Provides ready-to-run statistical scripts for ΔHR, ACC, and questionnaire-based “connection” analyses.

Repository structure

data_csv/ (you provide)
- E4 streams/ per-participant folders exported from E4 Manager
- participants.csv; semicolon-separated; includes demographics and per-session metadata
- videos timecodes.csv; semicolon-separated; per-participant timecodes and a reference Timestamp
data_rds/ (generated)
- E4 streams/ data_<ID>.rds containing acc_data, eda_data, hr_data, tags_data
- participants.rds, videos_timecodes.rds
cleaned_data/ (generated)
- <ID>/HR|EDA|ACC/*_HR.rds, *_EDA.rds, *_ACC.rds and PNG plots for A,B,C,D
plots/ (generated)
R scripts for processing and stats (see below)

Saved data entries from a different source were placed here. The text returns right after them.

//! Execution records and the per-run report returned to the caller.

use chrono::{DateTime, Utc};
use rustc_hash::FxHashMap;
use serde::Serialize;
use uuid::Uuid;

use crate::join::IncompleteJoin;
use crate::message::Message;

/// Classifies what kind of failure a fault event describes.
#[derive(Clone, Copy, Debug, PartialEq, Eq, Serialize)]
#[serde(rename_all = "snake_case")]
pub enum FaultKind {
    /// A capability invocation returned an error.
    Capability,
    /// A routing predicate raised instead of returning a boolean.
    Predicate,
    /// A dequeued work item targeted an unregistered node.
    UnknownNode,
    /// An edge referenced a join group with no registered spec.
    UnknownJoin,
}

/// A recorded failure with its timestamp and provenance.
#[derive(Clone, Debug, Serialize)]
pub struct FaultEvent {
    pub when: DateTime<Utc>,
    /// Node the fault is attributed to (the traversal target for
    /// `UnknownNode`, the edge source for `Predicate`/`UnknownJoin`).
    pub node: String,
    pub sequence: u64,
    pub kind: FaultKind,
    pub message: String,
}

impl FaultEvent {
    pub(crate) fn new(
        kind: FaultKind,
        node: impl Into<String>,
        sequence: u64,
        message: impl Into<String>,
    ) -> Self {
        Self {
            when: Utc::now(),
            node: node.into(),
            sequence,
            kind,
            message: message.into(),
        }
    }
}

/// What one node invocation produced.
#[derive(Clone, Debug, Serialize)]
#[serde(rename_all = "snake_case")]
pub enum StepOutcome {
    /// The capability returned an output message.
    Produced(Message),
    /// The capability (or the node lookup) failed.
    Faulted(FaultEvent),
}

impl StepOutcome {
    /// The produced message, if any.
    #[must_use]
    pub fn message(&self) -> Option<&Message> {
        match self {
            StepOutcome::Produced(message) => Some(message),
            StepOutcome::Faulted(_) => None,
        }
    }

    #[must_use]
    pub fn is_fault(&self) -> bool {
        matches!(self, StepOutcome::Faulted(_))
    }
}

/// One entry in the run trace. Append-only; never mutated once created.
#[derive(Clone, Debug, Serialize)]
pub struct ExecutionRecord {
    /// Node that was invoked.
    pub node: String,
    /// The message the node received.
    pub input: Message,
    /// Output message or recorded fault.
    pub outcome: StepOutcome,
    /// Strictly increasing across the run's records.
    pub sequence: u64,
}

impl ExecutionRecord {
    /// The output message, if the invocation succeeded.
    #[must_use]
    pub fn output(&self) -> Option<&Message> {
        self.outcome.message()
    }
}

/// How a run ended.
#[derive(Clone, Copy, Debug, PartialEq, Eq, Serialize)]
#[serde(rename_all = "snake_case")]
pub enum Termination {
    /// The work queue drained.
    Completed,
    /// `max_steps` was exhausted with work still queued. Informational,
    /// not fatal: this is the documented bound on feedback loops, since
    /// the engine performs no cycle detection of its own.
    CycleLimitReached,
    /// The record hook or the external stop flag requested a stop.
    Cancelled,
    /// The run aborted under `FailFast`; the report travels inside the
    /// returned [`ExecutorError`](crate::executor::ExecutorError).
    Failed,
}

/// The ordered trace of a run plus its final per-node snapshot.
///
/// Read-only after `run` returns, and independent across runs against
/// the same graph. `last_by_node` is explicitly last-write-wins: a node
/// invoked multiple times (e.g. inside a loop) overwrites its entry, and
/// no aggregation happens here. True multi-producer aggregation is the
/// join barrier's job alone.
#[derive(Clone, Debug, Serialize)]
pub struct ExecutionReport {
    /// Random id for correlating logs and observer events with this run.
    pub run_id: Uuid,
    /// Every node invocation, in execution order.
    pub records: Vec<ExecutionRecord>,
    /// Last record per node name (overwrite semantics).
    pub last_by_node: FxHashMap<String, ExecutionRecord>,
    /// Faults that did not correspond to a node invocation
    /// (quarantined predicate and join-group failures).
    pub faults: Vec<FaultEvent>,
    /// Join waves still accumulating when the run ended.
    pub incomplete_joins: Vec<IncompleteJoin>,
    pub termination: Termination,
    /// Number of work items processed.
    pub steps: u64,
}

impl ExecutionReport {
    /// The last output message a node produced, if any.
    #[must_use]
    pub fn last_output(&self, node: &str) -> Option<&Message> {
        self.last_by_node.get(node).and_then(ExecutionRecord::output)
    }

    /// All records for one node, in execution order. Useful for
    /// convergence checks over loop iterations.
    pub fn records_for<'a>(
        &'a self,
        node: &'a str,
    ) -> impl Iterator<Item = &'a ExecutionRecord> {
        self.records.iter().filter(move |record| record.node == node)
    }

    /// How many times a node was invoked during the run.
    #[must_use]
    pub fn invocation_count(&self, node: &str) -> usize {
        self.records_for(node).count()
    }

    /// The visited node names in execution order.
    #[must_use]
    pub fn visit_order(&self) -> Vec<&str> {
        self.records.iter().map(|record| record.node.as_str()).collect()
    }
}
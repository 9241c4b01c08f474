//! Control-flow primitives for cooperative run inspection and
//! cancellation.
//!
//! The record hook is invoked after every execution record is appended;
//! it can stop the run gracefully (convergence detection, budget caps)
//! without that being an error. An external stop flag offers the same
//! lever to code outside the run.

use std::sync::Arc;

use crate::report::ExecutionRecord;

/// Decision returned by a record hook.
#[derive(Clone, Copy, Debug, PartialEq, Eq)]
pub enum RunControl {
    /// Keep draining the work queue.
    Continue,
    /// Stop at this step boundary; the run returns a partial,
    /// well-formed report marked `Cancelled`.
    Stop,
}

/// Inspection/cancel hook invoked after each [`ExecutionRecord`].
pub type RecordHook = Arc<dyn Fn(&ExecutionRecord) -> RunControl + Send + Sync + 'static>;
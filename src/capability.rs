//! Processing capabilities: the per-node units of work invoked by the
//! executor, plus the context handed to them and their error types.

use std::sync::Arc;

use async_trait::async_trait;
use miette::Diagnostic;
use thiserror::Error;

use crate::events::RunEvent;
use crate::graph::GraphStore;
use crate::message::Message;

/// Core trait for a node's processing capability.
///
/// A capability receives the message routed to its node and returns an
/// output message (usually built with [`Message::reply`]) or a typed
/// failure. It may perform arbitrary external I/O, but it must not reach
/// into the executor's queue or join state; its only levers are the
/// return value and, for orchestrator-style nodes, the graph store
/// handle on the context (dynamic expansion).
///
/// # Error Handling
///
/// Returning `Err(CapabilityError)` is classified by the run's failure
/// policy: it aborts the run under `FailFast` and quarantines the node's
/// outgoing edges under `Quarantine`.
///
/// # Examples
///
/// ```
/// use async_trait::async_trait;
/// use relaygraph::capability::{Capability, CapabilityContext, CapabilityError};
/// use relaygraph::message::Message;
/// use serde_json::json;
///
/// struct Shout;
///
/// #[async_trait]
/// impl Capability for Shout {
///     async fn process(
///         &self,
///         input: Message,
///         _ctx: CapabilityContext,
///     ) -> Result<Message, CapabilityError> {
///         let text = input
///             .payload_str()
///             .ok_or(CapabilityError::MissingInput { what: "string payload" })?;
///         Ok(input.reply(json!(text.to_uppercase())))
///     }
/// }
/// ```
#[async_trait]
pub trait Capability: Send + Sync {
    /// Process one message and produce the node's output.
    async fn process(
        &self,
        input: Message,
        ctx: CapabilityContext,
    ) -> Result<Message, CapabilityError>;
}

/// Execution context passed to a capability for one invocation.
///
/// Carries the node's identity, the input's sequence/wave metadata, a
/// handle to the live graph store (so orchestrator nodes can register
/// new specialists and edges mid-run), and an optional observer channel.
#[derive(Clone)]
pub struct CapabilityContext {
    /// Name of the node being invoked.
    pub node: String,
    /// Sequence of the message being processed.
    pub sequence: u64,
    /// Wave of the message being processed.
    pub wave: u64,
    graph: Arc<GraphStore>,
    events: Option<flume::Sender<RunEvent>>,
}

impl CapabilityContext {
    pub(crate) fn new(
        node: String,
        sequence: u64,
        wave: u64,
        graph: Arc<GraphStore>,
        events: Option<flume::Sender<RunEvent>>,
    ) -> Self {
        Self {
            node,
            sequence,
            wave,
            graph,
            events,
        }
    }

    /// The live graph store.
    ///
    /// Mutations made here (`register_node`, `add_edge`) are visible to
    /// the executor within the same step, which is what makes dynamic
    /// expansion patterns work.
    #[must_use]
    pub fn graph(&self) -> &GraphStore {
        &self.graph
    }

    /// Emit a node-scoped event on the run's observer channel.
    ///
    /// A no-op when the run was started without an observer channel.
    pub fn emit(
        &self,
        scope: impl Into<String>,
        message: impl Into<String>,
    ) -> Result<(), ContextError> {
        let Some(sender) = &self.events else {
            return Ok(());
        };
        sender
            .send(RunEvent::node_scoped(
                self.node.clone(),
                self.sequence,
                scope,
                message,
            ))
            .map_err(|_| ContextError::ObserverClosed)
    }
}

/// Errors that can occur when using [`CapabilityContext`] methods.
#[derive(Debug, Error, Diagnostic)]
pub enum ContextError {
    /// The run's observer channel receiver was dropped.
    #[error("failed to emit run event: observer channel closed")]
    #[diagnostic(
        code(relaygraph::capability::observer_closed),
        help("Keep the receiver returned by events::channel() alive for the duration of the run.")
    )]
    ObserverClosed,
}

/// Fatal failures returned by capability invocations.
///
/// Classification is decided per run by the failure policy; the
/// capability itself just reports what went wrong.
#[derive(Debug, Error, Diagnostic)]
pub enum CapabilityError {
    /// Expected input data is missing from the message payload.
    #[error("missing expected input: {what}")]
    #[diagnostic(
        code(relaygraph::capability::missing_input),
        help("Check that the upstream node produced the required payload shape.")
    )]
    MissingInput { what: &'static str },

    /// External provider or service error.
    #[error("provider error ({provider}): {message}")]
    #[diagnostic(code(relaygraph::capability::provider))]
    Provider {
        provider: &'static str,
        message: String,
    },

    /// JSON serialization/deserialization error.
    #[error(transparent)]
    #[diagnostic(code(relaygraph::capability::serde_json))]
    Serde(#[from] serde_json::Error),

    /// Input validation failed.
    #[error("validation failed: {0}")]
    #[diagnostic(code(relaygraph::capability::validation))]
    ValidationFailed(String),

    /// A graph mutation performed by an orchestrator node was rejected.
    #[error(transparent)]
    #[diagnostic(code(relaygraph::capability::graph))]
    Graph(#[from] crate::graph::GraphError),

    /// Observer channel error.
    #[error(transparent)]
    #[diagnostic(code(relaygraph::capability::context))]
    Context(#[from] ContextError),
}
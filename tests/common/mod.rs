//! Shared test capabilities for the integration suites.
#![allow(dead_code)]

use async_trait::async_trait;
use relaygraph::capability::{Capability, CapabilityContext, CapabilityError};
use relaygraph::graph::Edge;
use relaygraph::message::Message;
use serde_json::json;
use tracing_subscriber::{EnvFilter, fmt, layer::SubscriberExt, util::SubscriberInitExt};

/// Installs a test subscriber honoring `RUST_LOG`. Idempotent: only the
/// first caller in the process wins.
pub fn init_tracing() {
    let _ = tracing_subscriber::registry()
        .with(fmt::layer().with_test_writer())
        .with(EnvFilter::from_default_env())
        .try_init();
}

/// Uppercases a string payload.
pub struct Uppercase;

#[async_trait]
impl Capability for Uppercase {
    async fn process(
        &self,
        input: Message,
        _ctx: CapabilityContext,
    ) -> Result<Message, CapabilityError> {
        let text = input
            .payload_str()
            .ok_or(CapabilityError::MissingInput { what: "string payload" })?;
        Ok(input.reply(json!(text.to_uppercase())))
    }
}

/// Appends a fixed suffix to a string payload.
pub struct Append(pub &'static str);

#[async_trait]
impl Capability for Append {
    async fn process(
        &self,
        input: Message,
        _ctx: CapabilityContext,
    ) -> Result<Message, CapabilityError> {
        let text = input
            .payload_str()
            .ok_or(CapabilityError::MissingInput { what: "string payload" })?;
        Ok(input.reply(json!(format!("{text}{}", self.0))))
    }
}

/// Like [`Append`] but with an owned suffix, for generated graphs.
pub struct Tag(pub String);

#[async_trait]
impl Capability for Tag {
    async fn process(
        &self,
        input: Message,
        _ctx: CapabilityContext,
    ) -> Result<Message, CapabilityError> {
        let text = input
            .payload_str()
            .ok_or(CapabilityError::MissingInput { what: "string payload" })?;
        Ok(input.reply(json!(format!("{text}{}", self.0))))
    }
}

/// Increments a numeric payload by one.
pub struct Increment;

#[async_trait]
impl Capability for Increment {
    async fn process(
        &self,
        input: Message,
        _ctx: CapabilityContext,
    ) -> Result<Message, CapabilityError> {
        let n = input
            .payload
            .as_i64()
            .ok_or(CapabilityError::MissingInput { what: "numeric payload" })?;
        Ok(input.reply(json!(n + 1)))
    }
}

/// Always fails with a provider error.
pub struct Fail(pub &'static str);

#[async_trait]
impl Capability for Fail {
    async fn process(
        &self,
        _input: Message,
        _ctx: CapabilityContext,
    ) -> Result<Message, CapabilityError> {
        Err(CapabilityError::Provider {
            provider: "test",
            message: self.0.to_string(),
        })
    }
}

/// Orchestrator-style node: registers a specialist and an edge to it
/// during its own invocation, then forwards its input.
pub struct Planner {
    pub specialist: &'static str,
}

#[async_trait]
impl Capability for Planner {
    async fn process(
        &self,
        input: Message,
        ctx: CapabilityContext,
    ) -> Result<Message, CapabilityError> {
        // Edge first, node second: endpoint validation is lazy, so the
        // order must not matter.
        ctx.graph().add_edge(Edge::new(ctx.node.clone(), self.specialist));
        ctx.graph().register_node(self.specialist, Append("-done"))?;
        let payload = input.payload.clone();
        Ok(input.reply(payload))
    }
}

/// Emits a scoped observer event, then echoes its input.
pub struct Announce;

#[async_trait]
impl Capability for Announce {
    async fn process(
        &self,
        input: Message,
        ctx: CapabilityContext,
    ) -> Result<Message, CapabilityError> {
        ctx.emit("note", "announce ran")?;
        let payload = input.payload.clone();
        Ok(input.reply(payload))
    }
}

Data expectations and format

Place your raw inputs under data_csv/:
- Folder name exactly: E4 streams (with a space)
- Inside, one folder per participant, e.g. P01_25_12_00h, each containing at least:
  - ACC.csv (comma-separated)
  - EDA.csv (semicolon-separated)
  - HR.csv (semicolon-separated)
  - tags.csv (semicolon-separated; first row has UNIX timestamp)
- participants.csv (semicolon-separated). Must include columns:
  - ID, Order, Familiarity, A, B, C, D, isPianist, Gender, A_diagram_before, A_diagram_after, B_diagram_before, B_diagram_after, Connection_A, Connection_B, A_diagram_var, B_diagram_var
  - ID must match the per-participant folder prefix, e.g. P01
- videos timecodes.csv (semicolon-separated). Columns (no header in file):
  - Participant, A_started, A_finished, B_started, B_finished, C_started, C_finished, D_started, D_finished, Timestamp
  - Times must be hh:mm:ss
  - Participant must match ID

Installation

Install R (>= 4.1 recommended). Install required packages once:

install.packages(c(
  "tidyverse",            # includes dplyr, ggplot2, tidyr, tibble
  "readxl", "openxlsx",
  "signal", "pracma", "FSA", "ggsignif", "Hmisc",
  "rstatix"
))

Notes:

process_and_draw_graphs.R installs dplyr and ggplot2 if missing.
Some statistical scripts require readxl, openxlsx, rstatix.

Quickstart

Prepare input folders/files as described in “Data expectations and format”.
Convert CSVs to RDS (fast repeated loading):
- RStudio: open and Run read_save_rds.R
- Or command line: Rscript read_save_rds.R
Build cleaned per-session datasets and plots:
- RStudio: run process_and_draw_graphs.R
- Or: Rscript process_and_draw_graphs.R
Run analyses of interest by executing the corresponding script(s) below.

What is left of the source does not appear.